I never got rid of the grief within me.
This disconnection between my toes and my hands.
The adult glance, the merry youthful movements and indiscretions.
For what can I not forgive myself?
That I was given a package full of sorrow and accepted the camouflage?
That I had no conscience whatsoever once?
The head of a rose ensnares the anatomy of my heart.
I think of their lips and how they never loved me.
And I remember all the times I walked myself home.
Have I no right to have peace?
Am I not allowed to enjoy my very own presence
After I exhausted all my other options?
I walk past the auburn leaves as they are trampled on across the sidewalk.
I trample on them too, and call it love, love for the sound, that crispy delight,
Don’t my harsh soles, worn-out, accelerate their disintegration exposed on the tarmac?
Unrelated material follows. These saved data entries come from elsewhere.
// SPDX-License-Identifier: MIT OR Apache-2.0
// Copyright (c) 2025 ciconf contributors

//! Workflow dependency graphs
//!
//! Builds a DAG from a workflow's `requires` edges to order jobs, detect
//! cycles and render the graph for humans.

use petgraph::algo::{has_path_connecting, tarjan_scc, toposort};
use petgraph::graph::{DiGraph, NodeIndex};
use petgraph::Direction;
use std::collections::HashMap;

use super::WorkflowEntry;
use crate::errors::{ConfigError, ConfigResult};

/// Dependency graph of one workflow's jobs
#[derive(Debug)]
pub struct WorkflowGraph {
    workflow: String,
    graph: DiGraph<String, ()>,
    name_to_index: HashMap<String, NodeIndex>,
    external: Vec<String>,
}

impl WorkflowGraph {
    /// Build the graph, failing if the `requires` edges form a cycle
    ///
    /// A required job that is not part of the workflow still becomes a
    /// node; it is reported by [`WorkflowGraph::external_jobs`].
    pub fn build(workflow: &WorkflowEntry) -> ConfigResult<Self> {
        let mut builder = Self {
            workflow: workflow.name.clone(),
            graph: DiGraph::new(),
            name_to_index: HashMap::new(),
            external: Vec::new(),
        };

        for edge in &workflow.jobs {
            builder.node(&edge.name);
        }

        for edge in &workflow.jobs {
            let job_node = builder.name_to_index[&edge.name];
            for required in &edge.requires {
                if !builder.name_to_index.contains_key(required) {
                    builder.external.push(required.clone());
                }
                let required_node = builder.node(required);
                if !builder.graph.contains_edge(required_node, job_node) {
                    builder.graph.add_edge(required_node, job_node, ());
                }
            }
        }

        builder.validate_acyclic()?;
        Ok(builder)
    }

    fn node(&mut self, name: &str) -> NodeIndex {
        if let Some(index) = self.name_to_index.get(name) {
            return *index;
        }
        let index = self.graph.add_node(name.to_string());
        self.name_to_index.insert(name.to_string(), index);
        index
    }

    fn validate_acyclic(&self) -> ConfigResult<()> {
        let cycle = tarjan_scc(&self.graph).into_iter().find(|component| {
            component.len() > 1 || self.graph.contains_edge(component[0], component[0])
        });

        match cycle {
            None => Ok(()),
            Some(mut component) => {
                component.sort();
                Err(ConfigError::CircularDependency {
                    workflow: self.workflow.clone(),
                    jobs: component
                        .into_iter()
                        .map(|node| self.graph[node].clone())
                        .collect(),
                })
            }
        }
    }

    pub fn workflow(&self) -> &str {
        &self.workflow
    }

    /// Required jobs that the workflow itself never lists
    pub fn external_jobs(&self) -> &[String] {
        &self.external
    }

    /// Job names in an order that satisfies every `requires` edge
    pub fn topological_order(&self) -> ConfigResult<Vec<String>> {
        toposort(&self.graph, None)
            .map(|nodes| nodes.into_iter().map(|n| self.graph[n].clone()).collect())
            .map_err(|_| ConfigError::CircularDependency {
                workflow: self.workflow.clone(),
                jobs: Vec::new(),
            })
    }

    /// Jobs that must finish before `job` starts
    pub fn dependencies(&self, job: &str) -> Option<Vec<String>> {
        self.neighbors(job, Direction::Incoming)
    }

    /// Jobs waiting on `job`
    pub fn dependents(&self, job: &str) -> Option<Vec<String>> {
        self.neighbors(job, Direction::Outgoing)
    }

    fn neighbors(&self, job: &str, direction: Direction) -> Option<Vec<String>> {
        let node = self.name_to_index.get(job)?;
        let mut names: Vec<String> = self
            .graph
            .neighbors_directed(*node, direction)
            .map(|n| self.graph[n].clone())
            .collect();
        names.sort();
        Some(names)
    }

    /// Whether `job` requires `other`, directly or transitively
    pub fn depends_on(&self, job: &str, other: &str) -> bool {
        let (Some(job), Some(other)) = (self.name_to_index.get(job), self.name_to_index.get(other))
        else {
            return false;
        };
        job != other && has_path_connecting(&self.graph, *other, *job, None)
    }

    /// Numbered execution order with dependencies
    pub fn to_text(&self) -> ConfigResult<String> {
        let mut out = format!("{}\n", self.workflow);

        for (i, name) in self.topological_order()?.iter().enumerate() {
            out.push_str(&format!("  {}. {}", i + 1, name));

            let deps = self.dependencies(name).unwrap_or_default();
            if !deps.is_empty() {
                out.push_str(&format!(" [requires: {}]", deps.join(", ")));
            }
            if self.external.contains(name) {
                out.push_str(" (not in workflow)");
            }

            out.push('\n');
        }

        Ok(out)
    }

    /// Graphviz DOT rendering
    pub fn to_dot(&self) -> String {
        let mut out = format!("digraph \"{}\" {{\n", self.workflow);
        out.push_str("    rankdir=LR;\n");
        out.push_str("    node [shape=box, style=rounded];\n\n");

        for node in self.graph.node_indices() {
            out.push_str(&format!("    \"{}\";\n", self.graph[node]));
        }
        for edge in self.graph.raw_edges() {
            out.push_str(&format!(
                "    \"{}\" -> \"{}\";\n",
                self.graph[edge.source()],
                self.graph[edge.target()]
            ));
        }

        out.push_str("}\n");
        out
    }

    /// Mermaid flowchart rendering
    ///
    /// Node ids are positional since job names may contain characters
    /// Mermaid does not accept in ids.
    pub fn to_mermaid(&self) -> String {
        let mut out = String::from("graph LR\n");

        for node in self.graph.node_indices() {
            out.push_str(&format!("    n{}[\"{}\"]\n", node.index(), self.graph[node]));
        }
        for edge in self.graph.raw_edges() {
            out.push_str(&format!(
                "    n{} --> n{}\n",
                edge.source().index(),
                edge.target().index()
            ));
        }

        out
    }
}

#[cfg(test)]
mod tests {
    use super::*;
    use crate::document::EdgeEntry;

    fn workflow(jobs: Vec<(&str, Vec<&str>)>) -> WorkflowEntry {
        WorkflowEntry {
            name: "test".into(),
            jobs: jobs
                .into_iter()
                .map(|(name, requires)| EdgeEntry {
                    name: name.into(),
                    requires: requires.into_iter().map(String::from).collect(),
                    job_type: None,
                })
                .collect(),
            triggers: 0,
        }
    }

    #[test]
    fn test_linear_graph() {
        let graph = WorkflowGraph::build(&workflow(vec![
            ("a", vec![]),
            ("b", vec!["a"]),
            ("c", vec!["b"]),
        ]))
        .unwrap();

        assert_eq!(graph.topological_order().unwrap(), vec!["a", "b", "c"]);
    }

    #[test]
    fn test_diamond_graph() {
        let graph = WorkflowGraph::build(&workflow(vec![
            ("a", vec![]),
            ("b", vec!["a"]),
            ("c", vec!["a"]),
            ("d", vec!["b", "c"]),
        ]))
        .unwrap();
        let order = graph.topological_order().unwrap();

        assert_eq!(order[0], "a");
        assert_eq!(order[3], "d");
        assert_eq!(graph.dependencies("d").unwrap(), vec!["b", "c"]);
        assert_eq!(graph.dependents("a").unwrap(), vec!["b", "c"]);
    }

    #[test]
    fn test_cycle_detection() {
        let result = WorkflowGraph::build(&workflow(vec![("a", vec!["b"]), ("b", vec!["a"])]));
        match result {
            Err(ConfigError::CircularDependency { workflow, jobs }) => {
                assert_eq!(workflow, "test");
                assert_eq!(jobs, vec!["a", "b"]);
            }
            other => panic!("Expected CircularDependency, got {other:?}"),
        }
    }

    #[test]
    fn test_self_requirement_is_a_cycle() {
        let result = WorkflowGraph::build(&workflow(vec![("a", vec!["a"])]));
        assert!(matches!(result, Err(ConfigError::CircularDependency { .. })));
    }

    #[test]
    fn test_external_requirement_becomes_node() {
        let graph = WorkflowGraph::build(&workflow(vec![("deploy", vec!["build"])])).unwrap();

        assert_eq!(graph.external_jobs(), ["build".to_string()]);
        assert!(graph.depends_on("deploy", "build"));
        assert!(graph.to_text().unwrap().contains("build (not in workflow)"));
    }

    #[test]
    fn test_depends_on() {
        let graph = WorkflowGraph::build(&workflow(vec![
            ("a", vec![]),
            ("b", vec!["a"]),
            ("c", vec!["b"]),
        ]))
        .unwrap();

        assert!(graph.depends_on("c", "a"));
        assert!(graph.depends_on("b", "a"));
        assert!(!graph.depends_on("a", "c"));
        assert!(!graph.depends_on("a", "a"));
        assert!(!graph.depends_on("a", "missing"));
    }

    #[test]
    fn test_renderings() {
        let graph = WorkflowGraph::build(&workflow(vec![
            ("build-app", vec![]),
            ("test", vec!["build-app"]),
        ]))
        .unwrap();

        let mermaid = graph.to_mermaid();
        assert!(mermaid.starts_with("graph LR\n"));
        assert!(mermaid.contains("n0[\"build-app\"]"));
        assert!(mermaid.contains("n0 --> n1"));

        let dot = graph.to_dot();
        assert!(dot.starts_with("digraph \"test\" {"));
        assert!(dot.contains("\"build-app\" -> \"test\";"));

        let text = graph.to_text().unwrap();
        assert_eq!(text, "test\n  1. build-app\n  2. test [requires: build-app]\n");
    }
}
Is it not me, or has it not been me being knocked over by the familial shoe?
I always dragged my face out of the mud and disaster and lovelessness.
I wandered everywhere trying to find those three words, without shedding light into myself.
I grew up without their sound, with the incapacity, with sincere condolences, reasons.
I’m the one with all the questions and the shovel extreme.
I look under carpets, mats and rocks and I always find all the pieces that belonged to me.
I cannot stomach emptiness, joylessness, my face in grieving distortion.
I refuse to mourn the loss of me, the words that were never given to me,
Until I slammed on doors and howled across deracinating winds, shoving my face
Into parental memories. Only I may see the invisible tears the past had caused.
I refuse to call it over, me, no I lived on and on, my face engulfed in muddy deformations.
I carried a torch within me and a basket to put myself back together again.